Ya pasó el vía crucis, supuestamente del Año de la Fe. Pasó a medias, esa es la verdad, porque no hubo pasos en la calle a pesar de que algún hermano mayor se lo planteó muy seriamente y otro asomó su misterio a la puerta de Santa Marina para que el público congregado lo contemplara. Tampoco llovió. O llovió mucho menos de lo que estaba previsto y que tanto asustaba. Pero ni por esas quitaron las vallas de la avenida de la Constitución, ¿qué se creerían, que íbamos a asaltar la Catedral?.
A la hora de la verdad, media entrada. Esa es la realidad. Tanto que las puertas del primer templo de la archidiócesis se cerraron cuando dio comienzo el acto piadoso y volvieron a abrirse cuando se había rezado la tercera estación, a ver si el público llenaba los huecos. Pero los fieles estaban a lo suyo, claro, haciendo cola a las puertas de los templos para contemplar las imágenes dispuestas en sus pasos con las flores y la cera como si fuera Semana Santa.
No voy a entrar en disquisiciones sobre el Consejo de Cofradías, el papelón de venga reuniones todo el fin de semana para después dejar libertad a los cabildos de cada hermandad para decidir si iban o no iban a salir. O sea, que a la junta superior le dejaron el siempre ingrato papel de correveidile para hacer de correa de transmisión de lo que pudiera pensar en cada momento la autoridad eclesiástica.
Así que me voy a centrar en lo que vi en la Catedral, que era propiamente el ejercicio piadoso en sí. Y lo que vi no me gustó en absoluto. De manera que todo el recorrido estaba vallado para la procesión con la cruz de guía del Silencio y el Lignum Crucis de la Vera-Cruz. Se supone que este objeto devocional, del que ni la misma Iglesia declara su incontrovertible veracidad como astilla de la cruz donde murió Jesucristo, era el centro del vía crucis, pero eso es suponer demasiado.

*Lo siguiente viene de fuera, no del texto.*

#[cfg(test)]
mod tests {
    use approx::assert_relative_eq;
    use image::Rgb;
    use super::*;

    fn quad_mesh(texture: Option<RgbImage>) -> ReconstructedMesh {
        ReconstructedMesh {
            vertices: vec![[0.0, 0.0, 0.0], [1.0, 0.0, 0.1], [1.0, 1.0, -0.25], [0.1 + 0.2, 1.0, 1e-7]],
            colors: None,
            faces: vec![[0, 1, 2], [0, 2, 3]],
            uvcoords: vec![[0.0, 0.0], [1.0, 0.0], [1.0, 1.0], [0.0, 1.0]],
            uv_faces: vec![[0, 1, 2], [0, 2, 3]],
            texture,
        }
    }

    #[test]
    fn test_parse_obj_with_mixed_corner_forms() {
        let source = "# comment\nmtllib a.mtl\nv 0 0 0\nv 1 0 0 0.5 0.5 0.5\nv 0 1 0\nvt 0 0\nvt 1 0 0\nvt 0 1\n\
                      vn 0 0 1\nf 1/1/1 2/2/1 3/3/1\nf 3 2 1\nf 1//1 2//1 3//1\n";
        let mesh = parse_obj(source).unwrap();
        assert_eq!(mesh.vertices, vec![[0.0, 0.0, 0.0], [1.0, 0.0, 0.0], [0.0, 1.0, 0.0]]);
        assert_eq!(mesh.uvcoords.len(), 3);
        assert_eq!(mesh.faces, vec![[0, 1, 2], [2, 1, 0], [0, 1, 2]]);
        assert_eq!(mesh.uv_faces, vec![[0, 1, 2]]);
        assert_eq!(mesh.mtllib.as_deref(), Some("a.mtl"));
    }

    #[test]
    fn test_parse_obj_materials_and_lines() {
        let source = "v 0 0 0\nv 1 0 0\nv 0 1 0\nv 1 1 0\nf 1 2 3\nusemtl Skin\nf 2 4 3\nusemtl Eye\nf 1 2 4\nl 1 3 4\n";
        let mesh = parse_obj(source).unwrap();
        assert_eq!(mesh.materials, vec!["Skin", "Eye"]);
        assert_eq!(mesh.face_materials, vec![0, 0, 1]);
        assert_eq!(mesh.edges, vec![[0, 2], [2, 3]]);
    }

    #[test]
    fn test_parse_obj_format_errors() {
        let cases = [
            ("v 1 2\n", 1),
            ("v 0 0 0\nvt 0.5\n", 2),
            ("v 0 0 0\nv 1 1 1\nv 2 2 2\nf 0 1 2\n", 4),
            ("v 0 0 0\nf 1 2 3 4\n", 2),
            ("v 0 zero 0\n", 1),
            ("v 0 0 0\nf 1/1 2 3\n", 2),
        ];
        for (source, line) in cases {
            match parse_obj(source) {
                Err(FacemeshError::ObjFormat { line: got, .. }) => assert_eq!(got, line, "{:?}", source),
                other => panic!("expected format error for {:?}, got {:?}", source, other),
            }
        }
    }

    #[test]
    fn test_untextured_round_trip_reverses_winding() {
        let dir = tempfile::tempdir().unwrap();
        let mesh = quad_mesh(None);
        let artifacts = write_mesh(&mesh, &dir.path().join("face"), &dir.path().join("unused.jpg"), "FaceTexture").unwrap();

        assert_eq!(artifacts.obj_path, dir.path().join("face.obj"));
        assert!(artifacts.mtl_path.is_none());
        assert!(!dir.path().join("unused.jpg").exists());

        let loaded = read_obj(&artifacts.obj_path).unwrap();
        assert_eq!(loaded.vertices, mesh.vertices);
        assert_eq!(loaded.faces, vec![[2, 1, 0], [3, 2, 0]]);
        assert!(loaded.uvcoords.is_empty());
        assert!(loaded.uv_faces.is_empty());
    }

    #[test]
    fn test_textured_round_trip() {
        let dir = tempfile::tempdir().unwrap();
        let texture = RgbImage::from_pixel(8, 8, Rgb([120, 80, 40]));
        let mesh = quad_mesh(Some(texture));
        let texture_path = dir.path().join(".face_texture.jpg");
        let artifacts = write_mesh(&mesh, &dir.path().join("face.obj"), &texture_path, "FaceTexture").unwrap();

        let loaded = read_obj(&artifacts.obj_path).unwrap();
        for (a, b) in loaded.vertices.iter().zip(&mesh.vertices) {
            for axis in 0..3 {
                assert_relative_eq!(a[axis], b[axis], epsilon = 1e-12);
            }
        }
        assert_eq!(loaded.faces, mesh.faces);
        assert_eq!(loaded.uv_faces, mesh.uv_faces);
        assert_eq!(loaded.uvcoords, mesh.uvcoords);

        let obj_text = std::fs::read_to_string(&artifacts.obj_path).unwrap();
        assert!(obj_text.starts_with("mtllib face.mtl\n\n"));
        assert!(obj_text.contains("usemtl FaceTexture\nf 1/1 2/2 3/3\n"));

        let mtl_text = std::fs::read_to_string(artifacts.mtl_path.unwrap()).unwrap();
        assert_eq!(mtl_text, "newmtl FaceTexture\nmap_Kd .face_texture.jpg\n");
        assert!(artifacts.texture_path.unwrap().is_file());
    }

    #[test]
    fn test_vertex_colors_are_written() {
        let mut mesh = quad_mesh(None);
        mesh.colors = Some(vec![[1.0, 0.0, 0.0]; 4]);
        let text = render_obj(&mesh, None, "FaceTexture").unwrap();
        assert!(text.starts_with("v 0 0 0 1 0 0\n"));
        let reparsed = parse_obj(&text).unwrap();
        assert_eq!(reparsed.vertices, mesh.vertices);
    }

    #[test]
    fn test_vertex_color_count_must_match() {
        let mut mesh = quad_mesh(None);
        mesh.faces = vec![[0, 1, 2], [1, 3, 2]];
        mesh.colors = Some(vec![[1.0, 0.0, 0.0]; 2]);
        assert!(matches!(render_obj(&mesh, None, "mat"), Err(FacemeshError::InvalidInput(_))));

        let dir = tempfile::tempdir().unwrap();
        let obj_path = dir.path().join("face.obj");
        assert!(write_mesh(&mesh, &obj_path, &dir.path().join("t.jpg"), "mat").is_err());
        assert!(!obj_path.exists());
    }

    #[test]
    fn test_parse_obj_keeps_vertex_order_of_unreferenced_vertices() {
        // Vertex 2 is used only by an edge and vertex 4 by nothing at all;
        // every index must keep pointing at the same position.
        let source = "v 0 0 0\nv 1 0 0\nv 5 5 5\nv 0 1 0\nv 9 9 9\nf 4 2 1\nl 3 1\n";
        let mesh = parse_obj(source).unwrap();
        assert_eq!(mesh.vertices.len(), 5);
        assert_eq!(mesh.vertices[2], [5.0, 5.0, 5.0]);
        assert_eq!(mesh.vertices[4], [9.0, 9.0, 9.0]);
        assert_eq!(mesh.faces, vec![[3, 1, 0]]);
        assert_eq!(mesh.edges, vec![[2, 0]]);
    }

    #[test]
    fn test_failed_write_removes_partial_artifacts() {
        let dir = tempfile::tempdir().unwrap();
        let obj_path = dir.path().join("face.obj");
        std::fs::create_dir(&obj_path).unwrap();
        let texture_path = dir.path().join(".face_texture.jpg");
        let mesh = quad_mesh(Some(RgbImage::new(4, 4)));

        assert!(write_mesh(&mesh, &obj_path, &texture_path, "FaceTexture").is_err());
        assert!(!texture_path.exists());
        assert!(!dir.path().join("face.mtl").exists());
    }
}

Si hubiera sido así, monseñor Asenjo lo hubiera portado revestido de capa pluvial en vez de figurar detrás vestido de sotana y acompañado de su corte episcopal. Y detrás de Asenjo, la junta superior del Consejo de Cofradías, otro grupito de curas de paisano -o sea, con alzacuellos-, el pregonero de este año que no se sabe a ciencia cierta qué pintaba allí en la rebullasca y nadie más. Por no estar, no estaba ni el alcalde, que no se pierde una. Las naves laterales por las que discurría la comitiva se quedaban despobladas y vacías en cuanto pasaba el reducido cortejo.
¿Participación de los fieles? Cero patatero. No había fieles siguiendo el rezo del ejercicio religioso, sino que éstos quedaban al otro lado de las vallas como espectadores de un espectáculo del que quedaban excluidos. Qué manía con las vallas y los aforos, por Dios.

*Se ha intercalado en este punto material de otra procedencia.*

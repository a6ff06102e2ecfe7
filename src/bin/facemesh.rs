//! facemesh: build, rig and clean up face meshes from the command line.
//!
//! Landmarks come from a JSON recording of a face-mesh model
//! (`{"landmarks": [...]}` or `{"frames": [...]}`), or from the ONNX model
//! configured under `detector.model_path` when built with `--features onnx`.
//!
//! Set `RUST_LOG` to control log output, e.g. `RUST_LOG=facemesh_pipeline=debug`.

use std::path::{Path, PathBuf};
use anyhow::{bail, Context, Result};
use clap::{Parser, Subcommand, ValueEnum};
use image::ImageFormat;
use nalgebra::Point3;
use tracing::info;
use tracing_subscriber::{fmt, prelude::*, EnvFilter};
use facemesh_pipeline::config::config::PipelineConfig;
use facemesh_pipeline::modules::bone_mapper::{Armature, EyePlacement, SceneMesh};
use facemesh_pipeline::modules::cleanup::CleanupOp;
use facemesh_pipeline::modules::landmark_detector::{LandmarkDetector, SidecarLandmarkDetector};
use facemesh_pipeline::modules::mesh_io::read_obj;
use facemesh_pipeline::modules::rig_validation::resolve_generated_rig;
use facemesh_pipeline::modules::mocap::{FrameSource, ImageSequenceSource, StillImageSource};
use facemesh_pipeline::pipeline::pipeline::FacemeshPipeline;

#[derive(Parser)]
#[command(name = "facemesh")]
#[command(author, version, about = "Face photo to rigged 3D mesh", long_about = None)]
struct Cli {
    #[command(subcommand)]
    command: Commands,

    /// Pipeline configuration (JSON)
    #[arg(long, global = true)]
    config: Option<PathBuf>,
}

#[derive(Subcommand)]
enum Commands {
    /// Reconstruct a textured mesh from a face photo
    Build {
        /// Input image
        image: PathBuf,

        /// Recorded landmarks (default: the configured model, else
        /// <image stem>.landmarks.json)
        #[arg(long)]
        landmarks: Option<PathBuf>,
    },

    /// Snap armature bones onto a reconstructed mesh
    Rig {
        /// Reconstructed face mesh
        mesh: PathBuf,

        /// Armature JSON
        armature: PathBuf,

        /// Left eye origin as x,y,z
        #[arg(long, value_parser = parse_point)]
        eye_left: Option<Point3<f64>>,

        /// Right eye origin as x,y,z
        #[arg(long, value_parser = parse_point)]
        eye_right: Option<Point3<f64>>,

        /// Where to write the updated armature (default: in place)
        #[arg(short, long)]
        output: Option<PathBuf>,
    },

    /// Edit the mesh topology in place
    Cleanup {
        /// Face mesh to edit
        mesh: PathBuf,

        /// Edit to apply
        op: CleanupCommand,
    },

    /// Capture face landmarks from a still image, a frame directory or a video
    Capture {
        /// Image file, directory of frames or video file
        path: Option<PathBuf>,

        /// Camera index for live capture
        #[arg(long)]
        camera: Option<i32>,

        /// Recorded landmarks, one entry per frame (default: the configured model)
        #[arg(long)]
        landmarks: Option<PathBuf>,

        /// Export captured frames as a .npy array
        #[arg(long)]
        npy: Option<PathBuf>,

        /// Metarig whose generated rig the capture drives
        #[arg(long)]
        metarig: Option<PathBuf>,
    },
}

#[derive(Clone, Copy, ValueEnum)]
enum CleanupCommand {
    OpenEyes,
    CloseEyes,
    OpenMouth,
    CloseMouth,
    Symmetrize,
    SmartSymmetrize,
}

impl From<CleanupCommand> for CleanupOp {
    fn from(cmd: CleanupCommand) -> Self {
        match cmd {
            CleanupCommand::OpenEyes => CleanupOp::OpenEyes,
            CleanupCommand::CloseEyes => CleanupOp::CloseEyes,
            CleanupCommand::OpenMouth => CleanupOp::OpenMouth,
            CleanupCommand::CloseMouth => CleanupOp::CloseMouth,
            CleanupCommand::Symmetrize => CleanupOp::Symmetrize,
            CleanupCommand::SmartSymmetrize => CleanupOp::SmartSymmetrize,
        }
    }
}

fn parse_point(s: &str) -> std::result::Result<Point3<f64>, String> {
    let values: Vec<f64> = s
        .split(',')
        .map(|v| v.trim().parse::<f64>().map_err(|e| format!("'{}': {}", v, e)))
        .collect::<std::result::Result<_, _>>()?;
    match values.as_slice() {
        [x, y, z] => Ok(Point3::new(*x, *y, *z)),
        _ => Err(format!("expected x,y,z, got {} values", values.len())),
    }
}

fn init_tracing() {
    let filter = EnvFilter::try_from_default_env().unwrap_or_else(|_| EnvFilter::new("info"));
    tracing_subscriber::registry()
        .with(fmt::layer().with_writer(std::io::stderr).compact())
        .with(filter)
        .init();
}

fn default_landmarks_path(image: &Path) -> PathBuf {
    image.with_extension("landmarks.json")
}

fn landmark_detector(config: &PipelineConfig, recorded: Option<PathBuf>) -> Result<Box<dyn LandmarkDetector>> {
    if let Some(path) = recorded {
        let detector = SidecarLandmarkDetector::from_file(&path)
            .with_context(|| format!("could not read landmarks {:?}", path))?;
        return Ok(Box::new(detector))
    }
    match &config.detector.model_path {
        #[cfg(feature = "onnx")]
        Some(model) => {
            let detector = facemesh_pipeline::modules::face_mesh_model::OnnxFaceMeshDetector::load(model, config.detector.clone())
                .with_context(|| format!("could not load landmark model {:?}", model))?;
            Ok(Box::new(detector))
        }
        #[cfg(not(feature = "onnx"))]
        Some(model) => bail!("landmark model {:?} requires the `onnx` feature", model),
        None => bail!("give --landmarks or configure detector.model_path"),
    }
}

fn open_source(path: Option<&Path>, camera: Option<i32>) -> Result<Box<dyn FrameSource>> {
    match (path, camera) {
        (Some(path), None) if path.is_dir() => Ok(Box::new(ImageSequenceSource::from_dir(path)?)),
        (Some(path), None) if ImageFormat::from_path(path).is_ok() => Ok(Box::new(StillImageSource::new(path))),
        #[cfg(feature = "opencv")]
        (Some(path), None) => {
            let input = facemesh_pipeline::config::config::CaptureInput::File(path.to_path_buf());
            Ok(Box::new(facemesh_pipeline::modules::mocap::VideoCaptureSource::open(&input)?))
        }
        #[cfg(feature = "opencv")]
        (None, Some(index)) => {
            let input = facemesh_pipeline::config::config::CaptureInput::Camera(index);
            Ok(Box::new(facemesh_pipeline::modules::mocap::VideoCaptureSource::open(&input)?))
        }
        #[cfg(not(feature = "opencv"))]
        (Some(path), None) => bail!("{:?} is not an image; video input requires the `opencv` feature", path),
        #[cfg(not(feature = "opencv"))]
        (None, Some(_)) => bail!("live camera capture requires the `opencv` feature"),
        _ => bail!("give either a capture path or --camera"),
    }
}

fn main() -> Result<()> {
    let cli = Cli::parse();
    init_tracing();

    let mut config = match &cli.config {
        Some(path) => PipelineConfig::from_file(path).with_context(|| format!("could not read config {:?}", path))?,
        None => PipelineConfig::new(),
    };

    match cli.command {
        Commands::Build { image, landmarks } => {
            let recorded = landmarks.or_else(|| {
                config.detector.model_path.is_none().then(|| default_landmarks_path(&image))
            });
            let detector = landmark_detector(&config, recorded)?;
            let pipeline = FacemeshPipeline::new(config, detector)?;
            let artifacts = pipeline.image_to_facemesh(&image)?;
            println!("{}", artifacts.obj_path.display());
        }
        Commands::Rig { mesh, armature, eye_left, eye_right, output } => {
            let pipeline = FacemeshPipeline::new(config, Box::new(SidecarLandmarkDetector::new(Vec::new())))?;
            let obj = read_obj(&mesh).with_context(|| format!("could not read mesh {:?}", mesh))?;
            let scene_mesh = SceneMesh::new(obj.vertices.iter().map(|v| Point3::new(v[0], v[1], v[2])).collect());
            let mut rig = Armature::from_file(&armature).with_context(|| format!("could not read armature {:?}", armature))?;

            let eyes = EyePlacement { left: eye_left, right: eye_right };
            let report = pipeline.rig_facemesh(&scene_mesh, Some(&mut rig), &eyes)?;
            let output = output.unwrap_or(armature);
            rig.save(&output)?;
            info!("wrote {:?}", output);
            for eye in report.missing_eyes {
                println!("{} needs manual placement", eye);
            }
        }
        Commands::Cleanup { mesh, op } => {
            let pipeline = FacemeshPipeline::new(config, Box::new(SidecarLandmarkDetector::new(Vec::new())))?;
            let edited = pipeline.cleanup_file(&mesh, op.into())?;
            println!("{}: {} faces", mesh.display(), edited.faces.len());
        }
        Commands::Capture { path, camera, landmarks, npy, metarig } => {
            if npy.is_some() {
                config.capture.npy_export = npy;
            }
            if let Some(metarig_path) = metarig {
                let metarig = Armature::from_file(&metarig_path)
                    .with_context(|| format!("could not read armature {:?}", metarig_path))?;
                let target = resolve_generated_rig(Some(&metarig))?;
                info!("capturing for rig '{}' generated from '{}'", target, metarig.name);
            }
            let detector = landmark_detector(&config, landmarks)?;
            let mut source = open_source(path.as_deref(), camera)?;
            let pipeline = FacemeshPipeline::new(config, detector)?;
            let report = pipeline.capture(source.as_mut())?;
            println!(
                "{} frames, {} faces, {} skipped",
                report.frames_read, report.faces.len(), report.frames_skipped
            );
        }
    }
    Ok(())
}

Es más, ni las propias representaciones de las hermandades que habían prestado sus titulares para el frustrado cortejo en la Avenida de la Constitución seguían el rezo. Allí estaban plantadas delante de un cartelón con el número de estación y la imagen de Cristo representativa hasta que la comitiva del señor arzobispo llegaba hasta ellos para escuchar el pasaje evangélico y su comentario, rezar el padrenuestro, el avemaría y el gloria de rigor y salir pitando con su cruz en sentido inverso al de la marcha del cortejo una vez que el prelado se hubiera acercado a saludar al hermano mayor con su correspondiente ración de cabezazos y besos al anillo pastoral.

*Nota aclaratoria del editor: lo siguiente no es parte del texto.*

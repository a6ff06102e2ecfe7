//! Face-mesh landmark model run through ONNX Runtime.
//!
//! The model takes a square RGB crop resized to `input_size`, laid out as a
//! `(1, 3, S, S)` tensor in `[-1, 1]`, and returns 468 (or 478 with irises)
//! points in crop pixels plus an optional face-presence logit.
//!
//! Preprocessing and decoding are plain functions over `image` and `ndarray`
//! so they build and test without the runtime; the session itself needs the
//! `onnx` feature.

use image::imageops::{self, FilterType};
use image::RgbImage;
use ndarray::Array4;
use crate::error::error::{FacemeshError, Result};
use crate::utils::coordinate::{Landmark, LandmarkSet, NUM_LANDMARKS};

/// Square region of the source image handed to the model.
#[derive(Debug, Clone, Copy, PartialEq, Eq)]
pub struct CropBox {
    pub x: u32,
    pub y: u32,
    pub size: u32,
}

/// center_square_crop takes the largest centred square. Portraits are
/// assumed to be framed on the face.
pub fn center_square_crop(width: u32, height: u32) -> CropBox {
    let size = width.min(height);
    CropBox {
        x: (width - size) / 2,
        y: (height - size) / 2,
        size,
    }
}

/// to_input_tensor crops, resizes and normalizes an image into the model's
/// `(1, 3, S, S)` layout.
pub fn to_input_tensor(image: &RgbImage, crop: &CropBox, input_size: u32) -> Result<Array4<f32>> {
    if crop.size == 0 || crop.x + crop.size > image.width() || crop.y + crop.size > image.height() {
        return Err(FacemeshError::InvalidInput(format!(
            "crop {:?} does not fit a {}x{} image", crop, image.width(), image.height()
        )))
    }

    let cropped = imageops::crop_imm(image, crop.x, crop.y, crop.size, crop.size).to_image();
    let resized = imageops::resize(&cropped, input_size, input_size, FilterType::Triangle);

    let side = input_size as usize;
    let mut tensor = Array4::<f32>::zeros((1, 3, side, side));
    for (x, y, pixel) in resized.enumerate_pixels() {
        for c in 0..3 {
            tensor[[0, c, y as usize, x as usize]] = pixel[c] as f32 / 255.0 * 2.0 - 1.0;
        }
    }
    Ok(tensor)
}

/// face_present applies a sigmoid to the model's presence logit.
pub fn face_present(logit: f32, threshold: f32) -> bool {
    1.0 / (1.0 + (-logit).exp()) >= threshold
}

/// decode_landmarks maps raw model output back to landmarks normalized to the
/// full image.
///
/// Any output shape holding `N * 3` values with `N >= 468` is accepted
/// (`(1, N, 3)`, `(N, 3)`, `(1, 1, 1, N * 3)`, ...). Points are in crop pixels
/// at `input_size` resolution; depth shares the x scale.
///
/// # Arguments
/// * `shape` - output tensor shape
/// * `data` - output values, row-major
/// * `crop` - crop the model ran on
/// * `input_size` - model input edge length
/// * `width`, `height` - source image size
///
/// # Returns
/// * `LandmarkSet`
pub fn decode_landmarks(
    shape: &[i64],
    data: &[f32],
    crop: &CropBox,
    input_size: u32,
    width: u32,
    height: u32,
) -> Result<LandmarkSet> {
    let total: i64 = shape.iter().product();
    if total <= 0 || total % 3 != 0 || (data.len() as i64) < total {
        return Err(FacemeshError::Model(format!(
            "unexpected landmark output shape {:?} with {} values", shape, data.len()
        )))
    }
    let num_points = total as usize / 3;
    if num_points < NUM_LANDMARKS {
        return Err(FacemeshError::LandmarkCount { expected: NUM_LANDMARKS, found: num_points })
    }

    let scale = crop.size as f64 / input_size as f64;
    let points = data[..num_points * 3]
        .chunks_exact(3)
        .map(|p| {
            Landmark::new(
                (crop.x as f64 + p[0] as f64 * scale) / width as f64,
                (crop.y as f64 + p[1] as f64 * scale) / height as f64,
                p[2] as f64 * scale / width as f64,
            )
        })
        .collect();
    LandmarkSet::new(points)
}

#[cfg(feature = "onnx")]
pub use session::OnnxFaceMeshDetector;

#[cfg(feature = "onnx")]
mod session {
    use std::path::Path;
    use std::sync::Mutex;
    use image::DynamicImage;
    use ort::session::builder::GraphOptimizationLevel;
    use ort::session::Session;
    use ort::value::Tensor;
    use tracing::{debug, info};
    use crate::config::config::DetectorConfig;
    use crate::error::error::{FacemeshError, Result};
    use crate::modules::landmark_detector::LandmarkDetector;
    use crate::utils::coordinate::LandmarkSet;
    use crate::utils::image::has_alpha;
    use super::{center_square_crop, decode_landmarks, face_present, to_input_tensor};

    /// Face-mesh model loaded into an ONNX Runtime session.
    pub struct OnnxFaceMeshDetector {
        session: Mutex<Session>,
        config: DetectorConfig,
    }

    impl OnnxFaceMeshDetector {
        pub fn load(model_path: &Path, config: DetectorConfig) -> Result<Self> {
            if !model_path.is_file() {
                return Err(FacemeshError::AssetNotFound(model_path.to_path_buf()))
            }
            let session = Session::builder()
                .map_err(|e| FacemeshError::Model(format!("session builder: {e}")))?
                .with_optimization_level(GraphOptimizationLevel::Level3)
                .map_err(|e| FacemeshError::Model(format!("optimization level: {e}")))?
                .commit_from_file(model_path)
                .map_err(|e| FacemeshError::Model(format!("load {:?}: {e}", model_path)))?;
            info!("loaded face mesh model {:?}", model_path);
            Ok(OnnxFaceMeshDetector { session: Mutex::new(session), config })
        }
    }

    impl LandmarkDetector for OnnxFaceMeshDetector {
        fn detect(&self, image: &DynamicImage) -> Result<Option<LandmarkSet>> {
            if has_alpha(image) {
                return Err(FacemeshError::UnsupportedEncoding(format!("{:?} input", image.color())))
            }
            let rgb = image.to_rgb8();
            let (width, height) = rgb.dimensions();
            let crop = center_square_crop(width, height);
            let input = to_input_tensor(&rgb, &crop, self.config.input_size)?;

            let shape: Vec<usize> = input.shape().to_vec();
            let (data, _) = input.into_raw_vec_and_offset();
            let tensor = Tensor::from_array((shape, data))
                .map_err(|e| FacemeshError::Model(format!("input tensor: {e}")))?;

            let mut session = self
                .session
                .lock()
                .map_err(|_| FacemeshError::Model("session poisoned".to_string()))?;
            let outputs = session
                .run(ort::inputs![tensor])
                .map_err(|e| FacemeshError::Model(format!("inference: {e}")))?;

            if let Some(name) = &self.config.score_output {
                let score = outputs
                    .get(name.as_str())
                    .ok_or_else(|| FacemeshError::Model(format!("no output named '{}'", name)))?;
                let (_, values) = score
                    .try_extract_tensor::<f32>()
                    .map_err(|e| FacemeshError::Model(format!("score output: {e}")))?;
                let logit = values.first().copied().unwrap_or(f32::MIN);
                if !face_present(logit, self.config.presence_threshold) {
                    debug!("face presence logit {} below threshold", logit);
                    return Ok(None)
                }
            }

            let name = self.config.landmark_output.as_str();
            let landmarks = outputs
                .get(name)
                .ok_or_else(|| FacemeshError::Model(format!("no output named '{}'", name)))?;
            let (out_shape, values) = landmarks
                .try_extract_tensor::<f32>()
                .map_err(|e| FacemeshError::Model(format!("landmark output: {e}")))?;
            let out_shape: Vec<i64> = out_shape.iter().copied().collect();
            decode_landmarks(&out_shape, values, &crop, self.config.input_size, width, height).map(Some)
        }
    }
}

#[cfg(test)]
mod tests {
    use approx::assert_relative_eq;
    use image::Rgb;
    use super::*;

    #[test]
    fn test_center_square_crop() {
        assert_eq!(center_square_crop(640, 480), CropBox { x: 80, y: 0, size: 480 });
        assert_eq!(center_square_crop(300, 500), CropBox { x: 0, y: 100, size: 300 });
    }

    #[test]
    fn test_input_tensor_layout_and_range() {
        let image = RgbImage::from_fn(40, 20, |x, _| if x < 30 { Rgb([255, 0, 128]) } else { Rgb([0, 0, 0]) });
        let crop = CropBox { x: 5, y: 0, size: 20 };
        let tensor = to_input_tensor(&image, &crop, 8).unwrap();

        assert_eq!(tensor.dim(), (1, 3, 8, 8));
        assert_relative_eq!(tensor[[0, 0, 3, 0]], 1.0, epsilon = 0.01);
        assert_relative_eq!(tensor[[0, 1, 3, 0]], -1.0, epsilon = 0.01);
        assert_relative_eq!(tensor[[0, 2, 3, 0]], 128.0 / 255.0 * 2.0 - 1.0, epsilon = 0.01);
        assert!(tensor.iter().all(|v| (-1.0..=1.0).contains(v)));

        let outside = CropBox { x: 30, y: 0, size: 20 };
        assert!(matches!(to_input_tensor(&image, &outside, 8), Err(FacemeshError::InvalidInput(_))));
    }

    #[test]
    fn test_decode_maps_crop_pixels_to_image() {
        let crop = CropBox { x: 80, y: 0, size: 480 };
        let mut data = vec![0.0f32; 478 * 3];
        data[3] = 96.0;
        data[4] = 48.0;
        data[5] = -19.2;

        let set = decode_landmarks(&[1, 478, 3], &data, &crop, 192, 640, 480).unwrap();
        assert_eq!(set.points().len(), NUM_LANDMARKS);
        let p = set.points()[1];
        assert_relative_eq!(p.x, (80.0 + 240.0) / 640.0, epsilon = 1e-6);
        assert_relative_eq!(p.y, 120.0 / 480.0, epsilon = 1e-6);
        assert_relative_eq!(p.z, -48.0 / 640.0, epsilon = 1e-6);
        assert_relative_eq!(set.points()[0].x, 80.0 / 640.0, epsilon = 1e-9);

        let flat = decode_landmarks(&[1, 1, 1, 1404], &data[..1404], &crop, 192, 640, 480).unwrap();
        assert_eq!(flat.points()[1], p);
    }

    #[test]
    fn test_decode_rejects_bad_outputs() {
        let crop = center_square_crop(100, 100);
        assert!(matches!(
            decode_landmarks(&[1, 100, 3], &[0.0; 300], &crop, 192, 100, 100),
            Err(FacemeshError::LandmarkCount { found: 100, .. })
        ));
        assert!(matches!(
            decode_landmarks(&[1, 1405], &[0.0; 1405], &crop, 192, 100, 100),
            Err(FacemeshError::Model(_))
        ));
        assert!(matches!(
            decode_landmarks(&[468, 3], &[0.0; 10], &crop, 192, 100, 100),
            Err(FacemeshError::Model(_))
        ));
    }

    #[test]
    fn test_face_presence_threshold() {
        assert!(face_present(3.0, 0.5));
        assert!(!face_present(-3.0, 0.5));
        assert!(face_present(0.0, 0.5));
    }
}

Aquello era frío y desangelado. Ni la ilustración musical de la escolanía lograba caldear el ambiente. En la calle, con los altavoces emitiendo el rezo del vía crucis sin que nadie le echara cuenta, la gente seguía a lo suyo, azacaneada de una iglesia a otra para ver los pasos. La tradición litúrgica de la sede hispalense, el marco incomparable del tercer templo de la Cristiandad y la devoción popular a las imágenes más queridas de nuestra Semana Santa no se merecía ese ejercicio sin solemnidad alguna ni realce debido. Triste colofón a un fin de semana en el que Sevilla entera ha naufragado. Y eso que sólo cayeron un par de gotas. Ay, Dios.